Sortie d’un “presque inédit” de William Burroughs : un scénario, entre remake d’un roman de SF et un film pas encore tourné, dans un New York dépotoir. Une forme de littérature mutante.
New York, 1979. William Burroughs publie un bref roman intitulé Blade Runner : a Movie. Il a, pour cela, emprunté héros et situations à un livre de SF du prolifique Alan E. Nourse : The Bladerunner (1975).
Il ne s'en cache pas, allant jusqu'à indiquer dans le texte quelle action a été arrachée au roman de Nourse pour se retrouver dans le sien. Le cut-up, qu'il expérimentait depuis des décennies, apposait des greffes de textes pris au hasard qui, une fois mis ensemble, constituaient par montage une oeuvre d'avant-garde.
New York 2014: ville dépotoir
Mais là, il s'agit d'une autre opération encore : reprendre des personnages et une vision pour en donner à lire une version mutante. Faire proliférer la littérature à travers la trajectoire dangereuse d'un "portelame" transportant sur lui des instruments chirurgicaux et des médocs, dans une ville-dépotoir (NYC en 2014) où la médecine, quand elle s'exerce hors du contrôle des trusts pharmaceutiques fascisants, est devenue une activité clandestine.
Par précaution envers Nourse, Burroughs vend l'idée que son livre serait un scénario. Une adaptation. Son écriture est de fait portée par l'idée qu'un dispositif plus grand que la littérature la domine et tente, par des efforts cocasses, de ressembler à un découpage.
Mais si Burroughs aime tant le fait que Blade Runner soit un scénario (bien qu'aucune production ne lui en ait passé commande), c'est qu'il voit le scénario comme forme intermédiaire mutante de l'écriture : soit la transformation virale d'un texte originel en un second texte appelé à devenir autre chose (un film). Le scénario, parce qu'il est intermédiaire, est toujours monstrueux.

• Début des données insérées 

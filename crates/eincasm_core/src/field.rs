//! Owned multi-component grid tensor.
//!
//! A [`Field`] stores `components` planes of `width * height` cells back to
//! back. Rules copy channel contents into fields, transform them, and hand
//! them back to the registry for commit.

use crate::error::{Result, SimError};
use eincasm_data::Shape;
use serde::{Deserialize, Serialize};

#[derive(Debug, Clone, PartialEq, Serialize, Deserialize)]
pub struct Field {
    shape: Shape,
    components: usize,
    data: Vec<f32>,
}

impl Field {
    #[must_use]
    pub fn zeros(shape: Shape, components: usize) -> Self {
        Self::filled(shape, components, 0.0)
    }

    #[must_use]
    pub fn filled(shape: Shape, components: usize, value: f32) -> Self {
        Self {
            shape,
            components,
            data: vec![value; shape.cells() * components],
        }
    }

    pub fn from_vec(shape: Shape, components: usize, data: Vec<f32>) -> Result<Self> {
        if data.len() != shape.cells() * components {
            return Err(SimError::configuration(format!(
                "field data has {} values, expected {} ({}x{}x{})",
                data.len(),
                shape.cells() * components,
                shape.width,
                shape.height,
                components
            )));
        }
        Ok(Self {
            shape,
            components,
            data,
        })
    }

    #[must_use]
    pub fn shape(&self) -> Shape {
        self.shape
    }

    #[must_use]
    pub fn components(&self) -> usize {
        self.components
    }

    #[must_use]
    pub fn as_slice(&self) -> &[f32] {
        &self.data
    }

    pub fn as_mut_slice(&mut self) -> &mut [f32] {
        &mut self.data
    }

    #[must_use]
    pub fn into_vec(self) -> Vec<f32> {
        self.data
    }

    #[must_use]
    pub fn plane(&self, c: usize) -> &[f32] {
        let n = self.shape.cells();
        &self.data[c * n..(c + 1) * n]
    }

    pub fn plane_mut(&mut self, c: usize) -> &mut [f32] {
        let n = self.shape.cells();
        &mut self.data[c * n..(c + 1) * n]
    }

    /// Iterator over component planes.
    pub fn planes(&self) -> std::slice::Chunks<'_, f32> {
        self.data.chunks(self.shape.cells().max(1))
    }

    pub fn planes_mut(&mut self) -> std::slice::ChunksMut<'_, f32> {
        let n = self.shape.cells().max(1);
        self.data.chunks_mut(n)
    }

    #[inline(always)]
    #[must_use]
    pub fn get(&self, c: usize, x: usize, y: usize) -> f32 {
        self.data[c * self.shape.cells() + self.shape.index(x, y)]
    }

    #[inline(always)]
    pub fn set(&mut self, c: usize, x: usize, y: usize, v: f32) {
        let idx = c * self.shape.cells() + self.shape.index(x, y);
        self.data[idx] = v;
    }

    /// Single-component field holding a copy of plane `c`.
    #[must_use]
    pub fn component(&self, c: usize) -> Field {
        Field {
            shape: self.shape,
            components: 1,
            data: self.plane(c).to_vec(),
        }
    }

    /// Splits off consecutive sub-fields of the given component counts.
    pub fn split(&self, counts: &[usize]) -> Result<Vec<Field>> {
        let total: usize = counts.iter().sum();
        if total != self.components {
            return Err(SimError::configuration(format!(
                "cannot split {} components into {:?}",
                self.components, counts
            )));
        }
        let n = self.shape.cells();
        let mut start = 0;
        Ok(counts
            .iter()
            .map(|&k| {
                let data = self.data[start * n..(start + k) * n].to_vec();
                start += k;
                Field {
                    shape: self.shape,
                    components: k,
                    data,
                }
            })
            .collect())
    }

    /// Sum in f64 to keep conservation checks stable on large grids.
    #[must_use]
    pub fn sum(&self) -> f64 {
        self.data.iter().map(|&v| v as f64).sum()
    }

    #[must_use]
    pub fn min(&self) -> f32 {
        self.data.iter().copied().fold(f32::INFINITY, f32::min)
    }

    #[must_use]
    pub fn max(&self) -> f32 {
        self.data.iter().copied().fold(f32::NEG_INFINITY, f32::max)
    }
}

#[cfg(test)]
mod tests {
    use super::*;

    #[test]
    fn test_from_vec_checks_length() {
        let shape = Shape::new(2, 2);
        assert!(Field::from_vec(shape, 2, vec![0.0; 8]).is_ok());
        assert!(Field::from_vec(shape, 2, vec![0.0; 7]).is_err());
    }

    #[test]
    fn test_planes_are_component_major() {
        let shape = Shape::new(2, 1);
        let field = Field::from_vec(shape, 2, vec![1.0, 2.0, 3.0, 4.0]).unwrap();
        assert_eq!(field.plane(1), &[3.0, 4.0]);
        assert_eq!(field.get(1, 1, 0), 4.0);
        assert_eq!(field.sum(), 10.0);
    }

    #[test]
    fn test_split() {
        let shape = Shape::new(1, 1);
        let field = Field::from_vec(shape, 3, vec![1.0, 2.0, 3.0]).unwrap();
        let parts = field.split(&[1, 2]).unwrap();
        assert_eq!(parts[0].as_slice(), &[1.0]);
        assert_eq!(parts[1].as_slice(), &[2.0, 3.0]);
        assert!(field.split(&[1, 1]).is_err());
    }
}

La littérature même vue comme un processus viral
Et un scénario de Burroughs ne parle que de mutation. Celle, accélérée, d'une ville-monde livrée depuis les émeutes de1984 (clin d'oeil à Orwell) aux lépreux, aux miliciens de Dieu, aux naturistes fous, à la variole et au cancer... Mais derrière cette peinture sci-fi pompière, c'est l'idée tout entière de littérature comme processus viral qui passionne et amuse (le texte est férocement drôle) le vieux Bill.
Son Blade Runner est la version pop du cut-up. Tout le livre est à prendre de la sorte. Les mots s'infectent les uns les autres. Le début est l'exposé d'une parano blanche, wasp, raciste, populiste, face aux dealers, négros, métèques, pédés, toxicos. Mais de séquence en séquence, c'est la prolifération qui va se constituer en récit, ou comment la paranoïa des uns va alimenter celle des autres, dessiner une géopolitique folle (un évangéliste et ses troupes contre une bande de lépreux s'injectant eux-mêmes le bacille de Hansen) jusqu'à flotter, telle une cellule cancéreuse, dans les conduits d'une ville postatomique qui ressemblerait à une Venise pourrie.
En 1983, pour adapter une nouvelle de Philip K. Dick, Ridley Scott piquera le titre Blade Runner à Burroughs et le remerciera au générique. Prolifération, tu disais ?
Philippe Azoury
Le Porte-lame (Tristram), traduit de l'anglais (Etats-Unis) par Bernard Sigaud, 96 p., 14€.